Let's see instead why and when Fortran should not be used. My head goes to python for most comparison:
- Fortran has very reduced expressivity. You need a lot of code, often redundant, to code something. In some cases, you need to put stuff in temporary variables to pass the information to a subroutine, introducing more variables (difficult to maintain) or recycling old ones (bad).
- Fortran (77, things are better in 95) makes very difficult to perform modular programming. Namespace pollution can be dramatic on large programs, especially considering the short identifier limit (not an issue on modern compilers, but in violation of the standard). Fortran 95 modules are a step ahead, but you can't group modules into submodules.
- Fortran (95) does not allow storage of function or subroutine pointers, making callback-oriented programming very hard.
- Fortran (95) does not allow inheritance.

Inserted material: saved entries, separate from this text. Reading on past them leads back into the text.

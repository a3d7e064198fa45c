//! # A2A QA Agent
//!
//! An LLM-backed question answering agent speaking the Agent2Agent (A2A)
//! protocol. The agent receives a text message, forwards it to a hosted
//! OpenAI-compatible completion endpoint, and returns the model's reply as a
//! task artifact.
//!
//! ## Architecture
//!
//! - [`protocol`] - A2A wire types: messages, tasks, artifacts, agent cards,
//!   update events, and JSON-RPC envelopes
//! - [`llm`] - the completion client adapter around the hosted model
//! - [`agent`] - the executor bridging inbound messages to the model
//! - [`server`] - axum HTTP server: card discovery, JSON-RPC dispatch,
//!   SSE streaming, in-memory task store
//! - [`client`] - JSON-RPC client used by the demonstration script
//!
//! ## Example
//!
//! ```rust,no_run
//! use a2a_qa_agent::prelude::*;
//!
//! #[tokio::main]
//! async fn main() -> anyhow::Result<()> {
//!     let config = LlmConfig::from_env()?;
//!     let agent = QaAgent::new(CompletionClient::new(config));
//!
//!     let url = a2a_qa_agent::server::advertised_url("127.0.0.1", 9009, None);
//!     let state = AppState::new(agent, a2a_qa_agent::server::agent_card(&url));
//!
//!     a2a_qa_agent::server::serve("127.0.0.1", 9009, state).await
//! }
//! ```

pub mod agent;
pub mod client;
pub mod llm;
pub mod protocol;
pub mod server;

/// Prelude module for convenient imports
pub mod prelude {
    pub use crate::{
        agent::QaAgent,
        client::AgentClient,
        llm::{Completion, CompletionClient, CompletionError, LlmConfig},
        protocol::{A2AError, AgentCard, Message, MessagePart, Role, Task, TaskState},
        server::{AgentExecutor, AppState, TaskUpdater},
    };
}
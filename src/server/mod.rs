//! A2A HTTP server
//!
//! Serves:
//! - `GET  /.well-known/agent-card.json` - Agent Card discovery
//! - `POST /`                            - JSON-RPC 2.0 endpoint
//! - `GET  /health`                      - Health check

pub mod card;
mod executor;
mod handler;
mod store;
mod updater;

pub use card::{advertised_url, agent_card};
pub use executor::AgentExecutor;
pub use store::{CancelError, TaskStore};
pub use updater::TaskUpdater;

use std::net::SocketAddr;
use std::sync::Arc;

use axum::{
    extract::State,
    response::Json,
    routing::{get, post},
    Router,
};
use tower_http::cors::CorsLayer;

use crate::protocol::AgentCard;

/// Shared state for the A2A server
#[derive(Clone)]
pub struct AppState {
    executor: Arc<dyn AgentExecutor>,
    store: Arc<TaskStore>,
    card: Arc<AgentCard>,
}

impl AppState {
    /// Create server state around an executor and a static agent card
    pub fn new(executor: impl AgentExecutor, card: AgentCard) -> Self {
        Self {
            executor: Arc::new(executor),
            store: Arc::new(TaskStore::new()),
            card: Arc::new(card),
        }
    }

    /// The executor handling turns
    pub fn executor(&self) -> &Arc<dyn AgentExecutor> {
        &self.executor
    }

    /// The shared task store
    pub fn store(&self) -> &Arc<TaskStore> {
        &self.store
    }

    /// The static agent card
    pub fn card(&self) -> &AgentCard {
        &self.card
    }
}

/// Build the axum router for the A2A server
pub fn build_router(state: AppState) -> Router {
    Router::new()
        .route("/.well-known/agent-card.json", get(get_agent_card))
        .route("/", post(handler::handle_jsonrpc))
        .route("/health", get(health_check))
        .layer(CorsLayer::permissive())
        .with_state(state)
}

/// Bind and serve until the process is stopped
pub async fn serve(host: &str, port: u16, state: AppState) -> anyhow::Result<()> {
    let app = build_router(state);

    let addr: SocketAddr = format!("{}:{}", host, port)
        .parse()
        .map_err(|e| anyhow::anyhow!("Invalid bind address: {}", e))?;

    tracing::info!("A2A server listening on http://{}", addr);
    tracing::info!("Agent card: http://{}/.well-known/agent-card.json", addr);

    let listener = tokio::net::TcpListener::bind(addr).await?;
    axum::serve(listener, app).await?;

    Ok(())
}

/// GET /.well-known/agent-card.json - Agent Card discovery
async fn get_agent_card(State(state): State<AppState>) -> Json<AgentCard> {
    Json(state.card().clone())
}

/// GET /health - Health check
async fn health_check() -> Json<serde_json::Value> {
    Json(serde_json::json!({
        "status": "ok",
        "version": env!("CARGO_PKG_VERSION"),
        "protocol": "A2A",
    }))
}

Smart workarounds exist, but they require some skills and the base class develops a dependency towards derived ones.
- Fortran has no polymorphism nor templating, making very painful to work on generic data types. Again, workarounds exist, but they require external tools.
- Fortran makes very difficult to keep loose coupling. A very strong dependency network arises. For large programs, the number of modules USEd (or the amount of code in them) may increase considerably. Compare with python, where a module does not need to be imported if you have to call a method on an object inside that module, or with C++, where you have forward declarations.
- Fortran (95) does not have object orientation, it is very difficult, if not impossible, to use traditional design patterns.
- Fortran does not have exceptions (F2003 will, but not custom ones, as far as I know).
- Fortran has IMPLICIT. (Edit: yes, it has
IMPLICIT NONE
, but the existence of implicit declaration is unfortunately abused still today. It should have been deprecated.) - Fortran (77) does not have aggregated data types and dynamic memory allocation (in the standard)
- Fortran strings are not dynamic in length (unless, if I remember correctly, if you do very weird hacks). A string of Length 100 and another of Length 101 are like being two different datatypes (say an int and a string), unless you use the LEN=* in routine calls, but you cannot make more room to an allocated string if needed.
- Fortran did not have clear interfacing with C, and every compiler did as it pleased. Apparently this is no longer true with the introduction of
BIND
. - No effective tools exist for documenting the code or easily perform Test Driven Development.
- Libraries out there are targeted at computational tasks. I haven't seen any good library for GUI programming, networking, db access, and even if you could, would you ?
- Fortran is full of unusual pitfalls for anyone used to a different language. While pitfalls exist in any language, Fortran has pitfalls coming from compatibility towards older improper use (e.g. automatic SAVE in assignment at declaration). In some other cases though, pitfalls are due to the highly optimized nature of the language. These pitfalls are in general a strong deviation from the behavior of any other language using the similar constructs.
- Most of the code out there uses old code. Even if the language progressed, you will still find ancient remains of code written when the main writing method was a stick on a clay table. This code will most likely be impossible to refactor.
This is just out of the top of my head, and I am sure there is a lot more. In any case, Fortran 2003 seems to alleviate most of the problems outlined above. In particular, it will have object oriented programming, and function/subroutine pointers. A considerable step forward.
Please note that I wasn't a Fortran fan, but with time I became tolerant to it. It should be used sparingly and only where the need exist, or if a real reason exists: use high level programming languages with good expressivity first, such as Python. Then eventually optimize where needed, sometimes with a drop of Fortran, but only if you really, really (yes, I mean really) need it.